We have spent a great deal of effort to set up the legal and ethical framework for the mirror network, and we are now really thrilled to have recently welcomed the first member of the network, that we hope to see growing steadily in the future.
Share: making the contents accessible and referenceable
Collecting and preserving the software source code have been our top priorities from the very beginning, and for a while very little of the huge amount of work we made was visible from outside. This year has been a turning point, with a lot of visible progress on the share dimension!
Opening the doors of the archive
On June 7th 2018, just a bit more than a year after we established a landmark agreement on preserving and sharing the knowledge embedded in software source code, we were proud to be back at Unesco headquarters for the grand opening of the doors of the Software Heritage archive to the public. This is a major step forward in the sharing dimension: it is now possible to explore the largest collection of software source code in the world taking advantage of the many features detailed in the archive guided tour. And we will keep adding new ones!
Intrinsic identifiers for digital objects
When you find something interesting in the archive, you want to share it, and for this you need an identifier that will point to what you found. Hence we must provide identifiers for each and every one of the over 10 billions digital objects in the Software Heritage archive.
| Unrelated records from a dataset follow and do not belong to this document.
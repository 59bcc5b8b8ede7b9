//! Named cron triggers that enqueue jobs through the queue engine.
//!
//! The scheduler holds no execution logic of its own: each trigger is a timer
//! task that sleeps until the next fire time and calls `add_job` with the
//! trigger's payload template. Registering under an existing name destroys
//! the previous trigger before installing the new one, so two triggers never
//! run under the same name.

use std::collections::HashMap;
use std::sync::{Arc, Mutex};

use chrono::{DateTime, Utc};
use serde::Serialize;
use tokio::task::JoinHandle;
use tracing::{error, info, warn};

use crate::Result;
use crate::cron::CronSchedule;
use crate::job::JobOptions;
use crate::queue::JobQueue;

/// Snapshot of one registered trigger.
#[derive(Debug, Clone, Serialize)]
pub struct ScheduleInfo {
    pub name: String,
    pub expression: String,
    pub job_type: String,
    pub running: bool,
    pub last_run_at: Option<DateTime<Utc>>,
    pub next_run_at: Option<DateTime<Utc>>,
}

#[derive(Debug, Default)]
struct TriggerState {
    last_run_at: Option<DateTime<Utc>>,
    next_run_at: Option<DateTime<Utc>>,
}

struct ScheduleEntry {
    expression: String,
    job_type: String,
    state: Arc<Mutex<TriggerState>>,
    handle: JoinHandle<()>,
}

pub struct JobScheduler {
    queue: JobQueue,
    entries: Mutex<HashMap<String, ScheduleEntry>>,
}

impl JobScheduler {
    pub fn new(queue: JobQueue) -> Self {
        Self {
            queue,
            entries: Mutex::new(HashMap::new()),
        }
    }

    /// Register (or replace, by name) a recurring trigger. Each fire enqueues
    /// `job_type` with the payload template and default options.
    pub fn schedule_job(
        &self,
        name: &str,
        expression: &str,
        job_type: &str,
        payload: serde_json::Value,
    ) -> Result<()> {
        let schedule = CronSchedule::new(expression)?;

        let mut entries = self.entries.lock().unwrap();
        if let Some(previous) = entries.remove(name) {
            previous.handle.abort();
            info!(schedule = name, "replaced existing trigger");
        }

        let state = Arc::new(Mutex::new(TriggerState::default()));
        let task_state = Arc::clone(&state);
        let queue = self.queue.clone();
        let trigger_name = name.to_string();
        let trigger_type = job_type.to_string();

        let handle = tokio::spawn(async move {
            loop {
                let Some(next) = schedule.next_execution(Utc::now()) else {
                    warn!(
                        schedule = %trigger_name,
                        "cron expression yields no future fire time, stopping trigger"
                    );
                    break;
                };
                task_state.lock().unwrap().next_run_at = Some(next);

                let wait = (next - Utc::now())
                    .to_std()
                    .unwrap_or(std::time::Duration::ZERO);
                tokio::time::sleep(wait).await;
                task_state.lock().unwrap().last_run_at = Some(Utc::now());

                info!(schedule = %trigger_name, job_type = %trigger_type, "executing scheduled trigger");
                if let Err(err) = queue
                    .add_job(&trigger_type, payload.clone(), JobOptions::default())
                    .await
                {
                    error!(schedule = %trigger_name, error = %err, "scheduled enqueue failed");
                }
            }
        });

        entries.insert(
            name.to_string(),
            ScheduleEntry {
                expression: expression.to_string(),
                job_type: job_type.to_string(),
                state,
                handle,
            },
        );
        info!(schedule = name, expression, job_type, "scheduled trigger");
        Ok(())
    }

    /// Destroy and remove the named trigger. False if no such trigger.
    pub fn unschedule_job(&self, name: &str) -> bool {
        match self.entries.lock().unwrap().remove(name) {
            Some(entry) => {
                entry.handle.abort();
                info!(schedule = name, "unscheduled trigger");
                true
            }
            None => false,
        }
    }

    pub fn get_scheduled_jobs(&self) -> Vec<String> {
        let entries = self.entries.lock().unwrap();
        let mut names: Vec<String> = entries.keys().cloned().collect();
        names.sort();
        names
    }

    pub fn get_scheduled_job_details(&self) -> Vec<ScheduleInfo> {
        let entries = self.entries.lock().unwrap();
        let mut details: Vec<ScheduleInfo> = entries
            .iter()
            .map(|(name, entry)| {
                let state = entry.state.lock().unwrap();
                ScheduleInfo {
                    name: name.clone(),
                    expression: entry.expression.clone(),
                    job_type: entry.job_type.clone(),
                    running: !entry.handle.is_finished(),
                    last_run_at: state.last_run_at,
                    next_run_at: state.next_run_at,
                }
            })
            .collect();
        details.sort_by(|a, b| a.name.cmp(&b.name));
        details
    }

    /// Abort every trigger task. Used on shutdown.
    pub fn shutdown(&self) {
        let mut entries = self.entries.lock().unwrap();
        for (name, entry) in entries.drain() {
            entry.handle.abort();
            info!(schedule = %name, "stopped trigger");
        }
    }
}

impl Drop for JobScheduler {
    fn drop(&mut self) {
        // Trigger tasks must not outlive the scheduler that owns them.
        if let Ok(mut entries) = self.entries.lock() {
            for (_, entry) in entries.drain() {
                entry.handle.abort();
            }
        }
    }
}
It is not an easy task, because it is not just a technological challege: we knew that whatever choice we made, it would end up setting a standard in the medium term, and this is a serious responsibility.
Our iPres2018 research article provides a full account of why and how we designed the system of identifiers that is now deployed across all the Software Heritage archive (and that stands behind the « Permalinks » red vertical tab that is available in all views of the webapp that allows to browse the code).
Awareness is raising
The importance of software in general, and software source code in particular, in our modern societies has been long underestimated, overshadowed by the more visible aspects of the digital revolution, and that is one of the major reasons why Software Heritage was not created earlier.
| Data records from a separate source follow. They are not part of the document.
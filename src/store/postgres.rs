//! PostgreSQL-backed job store.
//!
//! Claims are atomic (`FOR UPDATE SKIP LOCKED`), so even a second engine
//! instance pointed at the same database cannot double-claim a row, though
//! the engine itself assumes a single instance.

use std::collections::HashMap;

use async_trait::async_trait;
use chrono::{DateTime, Utc};
use sqlx::FromRow;
use sqlx::postgres::{PgPool, PgPoolOptions};

use crate::Result;
use crate::config::DatabaseConfig;
use crate::error::CapstanError;
use crate::job::{Job, JobId, JobStatus, NewJob};
use crate::stats::{FailureWindow, StatusPeriodStats};
use crate::store::{JobFilter, JobLogEntry, JobStore, LogLevel, NewLogEntry};

const JOB_COLUMNS: &str = "id, job_type, status, priority, payload, current_attempts, \
     max_attempts, retry_delay_ms, scheduled_at, started_at, completed_at, error_message, \
     worker_id, parent_job_id, created_at";

#[derive(FromRow)]
struct JobRow {
    id: i64,
    job_type: String,
    status: String,
    priority: i32,
    payload: serde_json::Value,
    current_attempts: i32,
    max_attempts: i32,
    retry_delay_ms: i64,
    scheduled_at: Option<DateTime<Utc>>,
    started_at: Option<DateTime<Utc>>,
    completed_at: Option<DateTime<Utc>>,
    error_message: Option<String>,
    worker_id: Option<String>,
    parent_job_id: Option<i64>,
    created_at: DateTime<Utc>,
}

impl JobRow {
    fn into_job(self) -> Result<Job> {
        let status = JobStatus::parse(&self.status).ok_or_else(|| CapstanError::Queue {
            message: format!("unknown job status in store: {}", self.status),
        })?;
        Ok(Job {
            id: self.id,
            job_type: self.job_type,
            status,
            priority: self.priority,
            payload: self.payload,
            current_attempts: self.current_attempts,
            max_attempts: self.max_attempts,
            retry_delay_ms: self.retry_delay_ms,
            scheduled_at: self.scheduled_at,
            started_at: self.started_at,
            completed_at: self.completed_at,
            error_message: self.error_message,
            worker_id: self.worker_id,
            parent_job_id: self.parent_job_id,
            created_at: self.created_at,
        })
    }
}

#[derive(FromRow)]
struct LogRow {
    id: i64,
    job_id: i64,
    level: String,
    message: String,
    metadata: serde_json::Value,
    created_at: DateTime<Utc>,
}

impl LogRow {
    fn into_entry(self) -> Result<JobLogEntry> {
        let level = LogLevel::parse(&self.level).ok_or_else(|| CapstanError::Monitor {
            message: format!("unknown log level in store: {}", self.level),
        })?;
        Ok(JobLogEntry {
            id: self.id,
            job_id: self.job_id,
            level,
            message: self.message,
            metadata: self.metadata,
            created_at: self.created_at,
        })
    }
}

fn cancellable_statuses() -> Vec<String> {
    vec![
        JobStatus::Pending.as_str().to_string(),
        JobStatus::Processing.as_str().to_string(),
        JobStatus::Scheduled.as_str().to_string(),
    ]
}

pub struct PostgresJobStore {
    pool: PgPool,
}

impl PostgresJobStore {
    pub fn new(pool: PgPool) -> Self {
        Self { pool }
    }

    /// Connect a fresh pool using the database section of the engine config.
    pub async fn connect(config: &DatabaseConfig) -> Result<Self> {
        let pool = PgPoolOptions::new()
            .max_connections(config.max_connections)
            .connect(&config.url)
            .await?;
        Ok(Self::new(pool))
    }

    pub fn pool(&self) -> &PgPool {
        &self.pool
    }

    /// Create the job and job-log tables and their indexes if missing.
    pub async fn create_tables(&self) -> Result<()> {
        sqlx::query(
            r#"
            CREATE TABLE IF NOT EXISTS capstan_jobs (
                id BIGSERIAL PRIMARY KEY,
                job_type VARCHAR NOT NULL,
                status VARCHAR NOT NULL DEFAULT 'pending',
                priority INTEGER NOT NULL DEFAULT 0,
                payload JSONB NOT NULL DEFAULT '{}',
                current_attempts INTEGER NOT NULL DEFAULT 0,
                max_attempts INTEGER NOT NULL DEFAULT 3,
                retry_delay_ms BIGINT NOT NULL DEFAULT 5000,
                scheduled_at TIMESTAMPTZ,
                started_at TIMESTAMPTZ,
                completed_at TIMESTAMPTZ,
                error_message TEXT,
                worker_id VARCHAR(64),
                parent_job_id BIGINT REFERENCES capstan_jobs(id) ON DELETE SET NULL,
                created_at TIMESTAMPTZ NOT NULL DEFAULT NOW()
            );

            CREATE INDEX IF NOT EXISTS idx_capstan_jobs_status_priority_scheduled
            ON capstan_jobs (status, priority DESC, scheduled_at);

            CREATE INDEX IF NOT EXISTS idx_capstan_jobs_status_started
            ON capstan_jobs (status, started_at);

            CREATE INDEX IF NOT EXISTS idx_capstan_jobs_job_type
            ON capstan_jobs (job_type);

            CREATE TABLE IF NOT EXISTS capstan_job_logs (
                id BIGSERIAL PRIMARY KEY,
                job_id BIGINT NOT NULL REFERENCES capstan_jobs(id) ON DELETE CASCADE,
                level VARCHAR(8) NOT NULL,
                message TEXT NOT NULL,
                metadata JSONB NOT NULL DEFAULT '{}',
                created_at TIMESTAMPTZ NOT NULL DEFAULT NOW()
            );

            CREATE INDEX IF NOT EXISTS idx_capstan_job_logs_job_created
            ON capstan_job_logs (job_id, created_at DESC);
            "#,
        )
        .execute(&self.pool)
        .await?;

        Ok(())
    }
}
Thanks to patient and steady efforts, the situation is now slowly changing, and the past year has been a real turning point.
An international expert meeting that was held at Unesco headquarters in November produced a detailed report on the relevance of Software Source Code, the blockers and the enablers, and a call for action that we hope will be heard all around the world.
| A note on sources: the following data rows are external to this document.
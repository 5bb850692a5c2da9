//! nodepool-core — shared types for the nodepool capacity controller.
//!
//! Holds the minimal view of cluster nodes the scale-up path works with,
//! the per-group options, the cluster snapshot format consumed by the
//! daemon, and the `nodepool.toml` controller configuration.

pub mod config;
pub mod error;
pub mod types;

pub use config::{ControllerConfig, NodeGroupConfig};
pub use error::{ConfigError, ConfigResult};
pub use types::*;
Research Software, with its source code, is a long forgotten essential pillar for Open Science, along with research articles and research data. Things are now changing: Software Heritage has been included in the french national plan for Open Science, and research software can be in Software Heritage via an open access portal, a stepping stone for software citation.
We also reached out to the broad computing community to ask for help with the many technical and scientific challenges lying ahead.
According to our plan, we have recently established a non for profit foundation for Software Heritage, currently hosted by the Inria foundation. That’s why everybody can now contribute to our mission, joining the growing list of sponsors and partners: donations of any size are now accepted, and we do welcome even very small ones, as they indicate that you care.
There are very many exciting areas of development and collaboration that will keep us busy in this coming year.
The coverage of the Software Heritage archive will be increased: more forges will be tracked, and more version control systems will be supported. We will also work on improving access to the contents of the archive, progressively adding metadata and provenance information to the webapp. We will welcome new members in the mirror network, and collaborate with industry on new interesting use cases.
Research software deposit in the Software Heritage archive will be made available through more open access portals, software source code will be promoted as a pillar for Open Science, and the intrinsic identifiers pointing into the archive will be promoted in the framework of software citation and reproducibility of research.
The content of the Software Heritage archive will be made available as a dataset to researchers in all fields, enabling the emergence of new tools and techniques that will enhance the fruition of the software heritage of humankind.
And we hope to attract even more users and contributors: we have an exciting mission, and everybody is welcome onboard!